返回Sermon 272A

Sermon 272A

Sermon 272

On the Fiftieth Day of the Resurrection

Fragment

It is wonderful that the whole world has believed.

The Lord Christ was humbled so that we might learn to be humble: He who contains all things was conceived, He who brings forth all things was born, He who enlivens all things died; but after three days He rose again, and ascended into heaven, and placed the human flesh that He had assumed at the right hand of the Father. It is wonderful, brethren—and this is what the impious do not want to believe—it is wonderful for a man to have risen in the flesh and ascended into heaven with flesh; but it is much more wonderful that the whole world believed such an incredible thing. What is more incredible, that God did such things, or that the world was able to believe it? What if we also consider the manner by which the world believed? Even this is truly perceived as divine, and is found to be very wonderful.

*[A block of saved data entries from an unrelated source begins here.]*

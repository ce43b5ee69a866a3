use axum::{
    extract::{Request, State},
    middleware::Next,
    response::Response,
};
use axum_extra::extract::cookie::CookieJar;
use uuid::Uuid;

use crate::auth::session::{resolve_session, SESSION_COOKIE};
use crate::error::AppError;
use crate::AppState;

/// Identity resolved for the current request. Injected into request
/// extensions before any protected handler runs; handlers read the owner
/// from here and never from the request body.
#[derive(Debug, Clone)]
pub struct AuthUser {
    pub id: Uuid,
}

pub async fn require_auth(
    State(state): State<AppState>,
    mut req: Request,
    next: Next,
) -> Result<Response, AppError> {
    // Single-tenant mode: one configured owner, cookies ignored.
    if let Some(user_id) = state.config.single_tenant_user {
        req.extensions_mut().insert(AuthUser { id: user_id });
        return Ok(next.run(req).await);
    }

    let jar = CookieJar::from_headers(req.headers());
    let token = jar
        .get(SESSION_COOKIE)
        .map(|cookie| cookie.value().to_string())
        .ok_or(AppError::Unauthorized)?;

    let user_id = resolve_session(&state.db, &token)
        .await?
        .ok_or(AppError::Unauthorized)?;

    req.extensions_mut().insert(AuthUser { id: user_id });
    Ok(next.run(req).await)
}
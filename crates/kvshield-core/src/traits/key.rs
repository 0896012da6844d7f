//! Cache key trait and deterministic key construction

use std::collections::BTreeMap;
use std::fmt::Display;

/// Delimiter between key segments
pub const KEY_DELIMITER: char = ':';

/// Trait for types that can be used as cache keys
///
/// Implement this trait to use custom types as cache keys.
pub trait CacheKey: Send + Sync {
    /// Generate the key string
    fn cache_key(&self) -> String;
}

impl CacheKey for String {
    fn cache_key(&self) -> String {
        self.clone()
    }
}

impl CacheKey for &str {
    fn cache_key(&self) -> String {
        self.to_string()
    }
}

impl CacheKey for &String {
    fn cache_key(&self) -> String {
        (*self).clone()
    }
}

/// Builds `prefix:name1:value1:name2:value2` keys.
///
/// Parameter names are kept sorted, so the same set of parameters always
/// yields the same key no matter the order they were added in. Setting a name
/// twice keeps the last value. Values are not escaped; a value containing the
/// delimiter is written as-is.
#[derive(Debug, Clone, PartialEq, Eq)]
pub struct CacheKeyBuilder {
    prefix: String,
    params: BTreeMap<String, String>,
}

impl CacheKeyBuilder {
    /// Start a key with the given prefix
    pub fn new(prefix: impl Into<String>) -> Self {
        Self {
            prefix: prefix.into(),
            params: BTreeMap::new(),
        }
    }

    /// Add a parameter
    pub fn param(mut self, name: impl Into<String>, value: impl Display) -> Self {
        self.params.insert(name.into(), value.to_string());
        self
    }

    /// Add a parameter only when a value is present.
    ///
    /// Missing values are left out of the key instead of being written as a
    /// placeholder.
    pub fn opt_param<V: Display>(self, name: impl Into<String>, value: Option<V>) -> Self {
        match value {
            Some(v) => self.param(name, v),
            None => self,
        }
    }

    /// Add multiple parameters
    pub fn params<I, K, V>(mut self, params: I) -> Self
    where
        I: IntoIterator<Item = (K, V)>,
        K: Into<String>,
        V: Display,
    {
        self.params
            .extend(params.into_iter().map(|(k, v)| (k.into(), v.to_string())));
        self
    }

    pub fn prefix(&self) -> &str {
        &self.prefix
    }

    /// Produce the key string
    pub fn build(&self) -> String {
        let mut key = self.prefix.clone();
        for (name, value) in &self.params {
            key.push(KEY_DELIMITER);
            key.push_str(name);
            key.push(KEY_DELIMITER);
            key.push_str(value);
        }
        key
    }
}

impl CacheKey for CacheKeyBuilder {
    fn cache_key(&self) -> String {
        self.build()
    }
}

/// Build a key from a prefix and a parameter collection in one call
pub fn build_key<I, K, V>(prefix: &str, params: I) -> String
where
    I: IntoIterator<Item = (K, V)>,
    K: Into<String>,
    V: Display,
{
    CacheKeyBuilder::new(prefix).params(params).build()
}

Christ sent fishermen, uneducated in liberal arts and altogether unpolished as far as the teachings of the world are concerned, not versed in grammar, not armed with dialectic, with the nets of faith into the sea of the world, a very few of them. What do I mean by "a very few"? He sent twelve. And yet through them He filled the churches with every kind of fish, so that even many of the wise of the world, to whom the cross of Christ seemed ignominious, are marked with it on their foreheads, and what they used to consider shameful, and mocked us for, they now establish in the citadel of their honor.